The JustChildren program was established in 1998 to address issues in Virginia's public education, juvenile justice, and foster care systems. The program uses a variety of methods, including direct representation of clients, community education and organizing, and legislative advocacy.

=== Immigrant Advocacy Program ===

The Immigrant Advocacy Program again uses a combination of legislative advocacy, public education, and representation of individual clients to improve the condition of immigrant workers in Virginia. Since its establishment in 1998, Immigrant Advocacy has settled cases for over $2 million to immigrant laborers in unpaid wages.

Beginning in 2017, LAJC has expanded efforts to serve the thousands of immigrant farmworkers living in isolated areas throughout Virginia.  LAJC meets workers at the labor camps, mobile home parks and motels where those who pick, pack and process Virginia’s crops reside, sometimes for only a few months each year. Physical isolation, language barriers and insecure immigration status make farmworkers particularly vulnerable to exploitation, through wage theft, labor trafficking and other offenses.

=== Elder Law Initiative ===

Building off of the model established by the JustChildren and Immigrant Advocacy Programs, the Elder Law Initiative uses advocacy, community education, and direct representation to improve the condition of Virginians in elder care facilities.

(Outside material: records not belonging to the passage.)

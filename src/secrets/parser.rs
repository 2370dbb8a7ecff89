/// 从 `generate reality-keypair` 输出或持久化文件中解析出的字段
#[derive(Debug, Clone, PartialEq, Eq)]
pub struct ParsedKeys {
    pub private_key: String,
    pub public_key: String,
    /// sing-box 不输出 Short ID，缺失时由调用方生成
    pub short_id: Option<String>,
}

/// 解析结果
#[derive(Debug, Clone, PartialEq, Eq)]
pub enum KeyParse {
    Parsed(ParsedKeys),
    MissingField(&'static str),
}

#[derive(Clone, Copy)]
enum Field {
    Private,
    Public,
    ShortId,
}

/// 标签归一化：忽略大小写、空格、下划线和连字符
fn classify(label: &str) -> Option<Field> {
    let normalized: String = label
        .chars()
        .filter(|c| !matches!(c, ' ' | '_' | '-' | '\t'))
        .flat_map(char::to_lowercase)
        .collect();
    match normalized.as_str() {
        "privatekey" | "private" => Some(Field::Private),
        // xray x25519 新版本把公钥标记为 Password
        "publickey" | "public" | "password" => Some(Field::Public),
        "shortid" => Some(Field::ShortId),
        _ => None,
    }
}

/// 逐行扫描 `Label: value`，空值视为缺失
pub fn parse_keys(text: &str) -> KeyParse {
    let mut private_key = None;
    let mut public_key = None;
    let mut short_id = None;

    for line in text.lines() {
        let Some((label, value)) = line.split_once(':') else {
            continue;
        };
        let value = value.trim();
        if value.is_empty() {
            continue;
        }
        match classify(label) {
            Some(Field::Private) => private_key = Some(value.to_string()),
            Some(Field::Public) => public_key = Some(value.to_string()),
            Some(Field::ShortId) => short_id = Some(value.to_string()),
            None => {}
        }
    }

    let Some(private_key) = private_key else {
        return KeyParse::MissingField("PrivateKey");
    };
    let Some(public_key) = public_key else {
        return KeyParse::MissingField("PublicKey");
    };

    KeyParse::Parsed(ParsedKeys {
        private_key,
        public_key,
        short_id,
    })
}

/// 持久化格式
pub fn render_keys(private_key: &str, public_key: &str, short_id: &str) -> String {
    format!(
        "PrivateKey: {}\nPublicKey: {}\nShortId: {}\n",
        private_key, public_key, short_id
    )
}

The initiative works with individual facilities, organizes family councils, and informs individual residents and their families about their legal rights. The initiative also works with the University of Virginia Health System to conduct research in local facilities to identify issues and formulate ways to improve elder care in the region.

=== Medical-Legal Partnership ===

The Medical-Legal Partnership is a joint effort between the University of Virginia Children's Hospital, the University of Virginia Law School, and LAJC. The program provides legal counseling to families and consultation, training, and resources to health care providers in the region. The program is sponsored by a grant from the Jessie Ball duPont Fund.

=== Virginia Institutionalized Persons Project ===

The Virginia Institutionalized Persons Project was created in 2007 and focuses on specific areas of advocacy to improve conditions for inmates in Virginia's prison system. For example, in 2011 the project worked on a class action suit involving Virginia's parole laws. In 2009, the program began researching the healthcare within the prison system, and has since begun advocating for reforms.

=== Clinical programs ===

The LAJC works with the University of Virginia Law School to create legal clinic programs that involve law students with its various service areas. Clinic topics include housing law, mental health, employment law, elderly advocacy, family resources, immigration law, and child advocacy.

== Fundraising programs ==

The LAJC's major fundraiser is an annual film screening hosted by one of its major supporters, author John Grisham.